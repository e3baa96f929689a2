#![macro_use]
#![allow(unused_macros)]

//! Logging shims. With the `log` feature the macros forward to the `log`
//! crate; with `defmt` they forward to `defmt`; with neither they compile
//! to nothing (arguments are still referenced so builds stay warning-free).

macro_rules! trace {
    ($s:literal $(, $x:expr)* $(,)?) => {
        {
            #[cfg(feature = "log")]
            ::log::trace!($s $(, $x)*);
            #[cfg(feature = "defmt")]
            ::defmt::trace!($s $(, $x)*);
            #[cfg(not(any(feature = "log", feature = "defmt")))]
            let _ = ($( & $x ),*);
        }
    };
}

macro_rules! debug {
    ($s:literal $(, $x:expr)* $(,)?) => {
        {
            #[cfg(feature = "log")]
            ::log::debug!($s $(, $x)*);
            #[cfg(feature = "defmt")]
            ::defmt::debug!($s $(, $x)*);
            #[cfg(not(any(feature = "log", feature = "defmt")))]
            let _ = ($( & $x ),*);
        }
    };
}

macro_rules! warn {
    ($s:literal $(, $x:expr)* $(,)?) => {
        {
            #[cfg(feature = "log")]
            ::log::warn!($s $(, $x)*);
            #[cfg(feature = "defmt")]
            ::defmt::warn!($s $(, $x)*);
            #[cfg(not(any(feature = "log", feature = "defmt")))]
            let _ = ($( & $x ),*);
        }
    };
}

▬▬▬▬▬▬

Check the records above and copy each line that has the string "debug".

◆ Solution
macro_rules! debug {
            ::log::debug!($s $(, $x)*);
            ::defmt::debug!($s $(, $x)*);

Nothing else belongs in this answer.